There is one span to output from the data below: the lines starting at the line with "let rect = OctantBox::new(0.0, 1.0, 1.0, 0.0);" and ending at the line with "4, TextureFormat::Jpg, None);". Output it exactly, ends included, nothing more.
[Opening Provided material section]
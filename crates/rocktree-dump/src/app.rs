//! A complete dump run: query, search, write, post-process.

use std::fs;
use std::path::{Path, PathBuf};
use std::sync::Arc;
use std::sync::atomic::{AtomicUsize, Ordering};

use anyhow::Context;
use rocktree::{
    BulkMetadata, BulkRequest, Cache, Client, DataSource, Node, NodeRequest, Planetoid,
};

use crate::config::DumpConfig;
use crate::navigator::BulkNavigator;
use crate::normalize;
use crate::obj::{Counters, ObjWriter};
use crate::octant::OctantBox;
use crate::query::{FoundOctants, OctantQuery};
use crate::search::{NodeSearcher, SearchObserver};

/// [`Client`] that can also keep every node response on disk.
#[derive(Debug)]
pub struct DumpSource<C: Cache> {
    client: Client<C>,
    raw_dir: Option<PathBuf>,
}

impl<C: Cache> DumpSource<C> {
    /// Save raw node responses as `{raw_dir}/{path}.pb` when `raw_dir` is set.
    pub fn new(client: Client<C>, raw_dir: Option<PathBuf>) -> Self {
        Self { client, raw_dir }
    }

    pub fn client(&self) -> &Client<C> {
        &self.client
    }
}

impl<C: Cache> DataSource for DumpSource<C> {
    async fn fetch_planetoid(&self) -> rocktree::Result<Planetoid> {
        self.client.fetch_planetoid().await
    }

    async fn fetch_bulk(&self, request: &BulkRequest) -> rocktree::Result<BulkMetadata> {
        self.client.fetch_bulk(request).await
    }

    async fn fetch_node(&self, request: &NodeRequest) -> rocktree::Result<Node> {
        let Some(raw_dir) = &self.raw_dir else {
            return self.client.fetch_node(request).await;
        };

        let bytes = self
            .client
            .fetch_bytes_from_url(&self.client.node_url(request))
            .await?;
        let raw_path = raw_dir.join(format!("{}.pb", request.path));
        if let Err(e) = fs::write(&raw_path, &bytes) {
            tracing::warn!("Failed to save {}: {}", raw_path.display(), e);
        }
        Node::from_bytes(&bytes, request.path.clone())
    }
}

/// Search observer that writes downloaded nodes to the model.
#[derive(Debug)]
pub struct DumpApp {
    writer: ObjWriter,
    json_dir: Option<PathBuf>,
    found: AtomicUsize,
    downloaded: AtomicUsize,
}

impl DumpApp {
    /// Save a JSON summary of each node as `{json_dir}/{path}.json` when
    /// `json_dir` is set.
    pub fn new(writer: ObjWriter, json_dir: Option<PathBuf>) -> Self {
        Self {
            writer,
            json_dir,
            found: AtomicUsize::new(0),
            downloaded: AtomicUsize::new(0),
        }
    }

    pub fn writer(&self) -> &ObjWriter {
        &self.writer
    }

    pub fn found(&self) -> usize {
        self.found.load(Ordering::Relaxed)
    }

    pub fn downloaded(&self) -> usize {
        self.downloaded.load(Ordering::Relaxed)
    }
}

impl SearchObserver for DumpApp {
    fn node_found(&self, _path: &str) {
        self.found.fetch_add(1, Ordering::Relaxed);
    }

    fn node_downloaded(&self, path: &str, node: &Node, exclude: &[u8]) -> anyhow::Result<()> {
        self.writer.write_node(path, node, exclude)?;
        self.downloaded.fetch_add(1, Ordering::Relaxed);

        // The node is already in the model, so a failed dump is not a
        // failed download.
        let dumped = self
            .json_dir
            .as_deref()
            .map_or(Ok(()), |json_dir| write_node_json(json_dir, path, node, exclude));
        if let Err(e) = dumped {
            tracing::warn!("Failed to dump {}: {:#}", path, e);
        }
        Ok(())
    }
}

fn write_node_json(
    json_dir: &Path,
    path: &str,
    node: &Node,
    exclude: &[u8],
) -> anyhow::Result<()> {
    let json_path = json_dir.join(format!("{path}.json"));
    let json = serde_json::to_string_pretty(&node_json(node, exclude))?;
    fs::write(&json_path, json)
        .with_context(|| format!("Failed to write {}", json_path.display()))
}

/// Summary of a node's meshes for inspection.
fn node_json(node: &Node, exclude: &[u8]) -> serde_json::Value {
    let matrix = node.matrix_globe_from_mesh.to_cols_array();
    serde_json::json!({
        "path": node.path,
        "exclude": exclude,
        "matrix_globe_from_mesh": matrix.as_slice(),
        "mesh_count": node.meshes.len(),
        "meshes": node.meshes.iter().enumerate().map(|(i, m)| {
            serde_json::json!({
                "index": i,
                "vertex_count": m.vertices.len(),
                "index_count": m.indices.len(),
                "has_normals": m.normals.is_some(),
                "layer_bounds": m.layer_bounds.map(|bounds| bounds.to_vec()),
                "uv_offset": m.uv_transform.map(|t| [t.offset.x, t.offset.y]),
                "uv_scale": m.uv_transform.map(|t| [t.scale.x, t.scale.y]),
                "texture": m.texture.as_ref().map(|t| serde_json::json!({
                    "format": format!("{:?}", t.format),
                    "width": t.width,
                    "height": t.height,
                    "bytes": t.data.len(),
                })),
                "first_vertices": m.vertices.iter().take(5).map(|v| {
                    serde_json::json!({
                        "x": v.x, "y": v.y, "z": v.z, "w": v.w, "u": v.u(), "v": v.v()
                    })
                }).collect::<Vec<_>>(),
                "first_indices": m.indices.iter().take(20).collect::<Vec<_>>(),
            })
        }).collect::<Vec<_>>(),
    })
}

/// What a dump run produced.
#[derive(Debug, Clone, PartialEq)]
pub struct DumpSummary {
    /// Octants returned by the bounding box query.
    pub octants: usize,
    /// Octants the download started from.
    pub starting_octants: Vec<String>,
    pub found: usize,
    pub downloaded: usize,
    pub counters: Counters,
    pub output_dir: PathBuf,
    /// Normalized model, when requested.
    pub normalized: Option<PathBuf>,
}

/// Octants inside `rect` that exist in the index.
pub async fn find_octants<S: DataSource>(
    source: Arc<S>,
    root_epoch: u32,
    rect: OctantBox,
    max_depth: usize,
) -> anyhow::Result<FoundOctants> {
    let query = OctantQuery::new(BulkNavigator::new(source, root_epoch));
    let found = query
        .bounding_box(rect, max_depth)
        .await
        .context("Invalid bounding box")?;
    Ok(found)
}

fn create_dir(dir: &Path) -> anyhow::Result<()> {
    fs::create_dir_all(dir).with_context(|| format!("Failed to create {}", dir.display()))
}

/// Download every node under `rect` into `config.output_dir`.
///
/// `config.dump_raw` is honoured by the caller through [`DumpSource`].
pub async fn run<S: DataSource + 'static>(
    source: Arc<S>,
    config: &DumpConfig,
    rect: OctantBox,
) -> anyhow::Result<DumpSummary> {
    let planetoid = source
        .fetch_planetoid()
        .await
        .context("Failed to fetch planetoid metadata")?;

    let found = find_octants(
        Arc::clone(&source),
        planetoid.root_epoch,
        rect,
        config.max_depth,
    )
    .await?;
    let starting_octants = found.starting_paths(config.start_depth);
    tracing::info!(
        "{} octants in area, starting from {}",
        found.len(),
        starting_octants.len()
    );

    let writer = ObjWriter::create(&config.output_dir)
        .with_context(|| format!("Failed to create {}", config.output_dir.display()))?;
    let json_dir = if config.dump_json {
        let dir = config.output_dir.join("json");
        create_dir(&dir)?;
        Some(dir)
    } else {
        None
    };

    let searcher = NodeSearcher::new(
        source,
        planetoid.root_epoch,
        config.search,
        DumpApp::new(writer, json_dir),
    );
    for path in &starting_octants {
        searcher.search(path, config.max_depth).await;
    }

    let app = searcher.observer();
    tracing::info!(
        "Found {} octants, downloaded {}",
        app.found(),
        app.downloaded()
    );

    let normalized = if config.normalize {
        let input = app.writer().obj_path();
        let output = normalize::normalized_path(&input);
        normalize::center_scale_obj(&input, &output, config.scale)
            .with_context(|| format!("Failed to normalize {}", input.display()))?;
        Some(output)
    } else {
        None
    };

    Ok(DumpSummary {
        octants: found.len(),
        starting_octants,
        found: app.found(),
        downloaded: app.downloaded(),
        counters: app.writer().counters(),
        output_dir: config.output_dir.clone(),
        normalized,
    })
}

/// Create `{output_dir}/raw` for raw node dumps.
pub fn raw_dir(config: &DumpConfig) -> anyhow::Result<Option<PathBuf>> {
    if !config.dump_raw {
        return Ok(None);
    }
    let dir = config.output_dir.join("raw");
    create_dir(&dir)?;
    Ok(Some(dir))
}

#[cfg(test)]
mod tests {
    use prost::Message;
    use rocktree::{MemoryCache, RetryPolicy, TextureFormat};
    use rocktree_proto as proto;

    use super::*;
    use crate::search::SearchConfig;
    use crate::testing::{MemorySource, triangle_node};

    fn config(dir: &Path) -> DumpConfig {
        DumpConfig {
            output_dir: dir.join("model"),
            start_depth: 3,
            max_depth: 4,
            search: SearchConfig::serial(),
            ..DumpConfig::default()
        }
    }

    fn source() -> Arc<MemorySource> {
        let source = MemorySource::new(1);
        source.add_bulk(
            "",
            1,
            &[
                ("30", 0, None),
                ("302", 0, None),
                ("306", 0, None),
                ("3020", flags_leaf(), None),
            ],
        );
        for path in ["30", "302", "306", "3020"] {
            source.add_node(triangle_node(path, &[0, 2]));
        }
        Arc::new(source)
    }

    fn flags_leaf() -> u32 {
        rocktree::flags::LEAF
    }

    #[tokio::test]
    async fn empty_area_produces_an_empty_model() {
        let dir = tempfile::tempdir().unwrap();
        let source = Arc::new(MemorySource::new(1));
        source.add_bulk("", 1, &[]);

        let rect = OctantBox::new(1.0, 0.0, 1.0, 0.0);
        let summary = run(source, &config(dir.path()), rect).await.unwrap();

        assert_eq!(summary.octants, 0);
        assert_eq!(summary.found, 0);
        assert_eq!(
            fs::read_to_string(dir.path().join("model/model.obj")).unwrap(),
            "mtllib model.mtl\n"
        );
    }

    #[tokio::test]
    async fn downloads_from_the_start_depth() {
        let dir = tempfile::tempdir().unwrap();
        let mut config = config(dir.path());
        config.dump_json = true;
        config.normalize = true;

        let rect = OctantBox::new(60.0, 50.0, 30.0, 10.0);
        let summary = run(source(), &config, rect).await.unwrap();

        assert_eq!(summary.starting_octants, vec!["302", "306"]);
        assert_eq!(summary.found, 3);
        assert_eq!(summary.downloaded, 3);
        assert_eq!(summary.counters.vertices, 18);

        let json: serde_json::Value = serde_json::from_str(
            &fs::read_to_string(config.output_dir.join("json/302.json")).unwrap(),
        )
        .unwrap();
        assert_eq!(json["exclude"], serde_json::json!([0]));
        assert_eq!(json["meshes"][0]["vertex_count"], serde_json::json!(6));

        let normalized = summary.normalized.unwrap();
        assert_eq!(normalized, config.output_dir.join("model.sc.obj"));
        assert!(normalized.exists());
    }

    #[test]
    fn failed_json_dump_keeps_the_node() {
        let dir = tempfile::tempdir().unwrap();
        let writer = ObjWriter::create(dir.path().join("model")).unwrap();
        // A file where the dump directory should be.
        let json_dir = dir.path().join("json");
        fs::write(&json_dir, "").unwrap();
        let app = DumpApp::new(writer, Some(json_dir));

        app.node_downloaded("21", &triangle_node("21", &[0]), &[])
            .unwrap();

        assert_eq!(app.downloaded(), 1);
        assert_eq!(app.writer().counters().vertices, 3);
    }

    #[tokio::test]
    async fn invalid_area_is_an_error() {
        let dir = tempfile::tempdir().unwrap();
        let rect = OctantBox::new(0.0, 1.0, 1.0, 0.0);
        assert!(run(source(), &config(dir.path()), rect).await.is_err());
    }

    #[tokio::test]
    async fn raw_responses_are_saved() {
        let dir = tempfile::tempdir().unwrap();
        let body = proto::NodeData {
            matrix_globe_from_mesh: glam::DMat4::IDENTITY.to_cols_array().to_vec(),
            ..Default::default()
        }
        .encode_to_vec();

        let client = Client::with_cache(MemoryCache::new())
            .with_base_url("http://127.0.0.1:9/")
            .with_retry(RetryPolicy::NONE);
        let request = NodeRequest::new("3020", 4, TextureFormat::Jpg, None);
        client.cache().insert(&client.node_url(&request), &body);

        let source = DumpSource::new(client, Some(dir.path().to_owned()));
        let node = source.fetch_node(&request).await.unwrap();

        assert_eq!(node.path, "3020");
        assert_eq!(fs::read(dir.path().join("3020.pb")).unwrap(), body);
    }
}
[Closing Provided material section]
Output below:
        let rect = OctantBox::new(0.0, 1.0, 1.0, 0.0);
        assert!(run(source(), &config(dir.path()), rect).await.is_err());
    }

    #[tokio::test]
    async fn raw_responses_are_saved() {
        let dir = tempfile::tempdir().unwrap();
        let body = proto::NodeData {
            matrix_globe_from_mesh: glam::DMat4::IDENTITY.to_cols_array().to_vec(),
            ..Default::default()
        }
        .encode_to_vec();

        let client = Client::with_cache(MemoryCache::new())
            .with_base_url("http://127.0.0.1:9/")
            .with_retry(RetryPolicy::NONE);
        let request = NodeRequest::new("3020", 4, TextureFormat::Jpg, None);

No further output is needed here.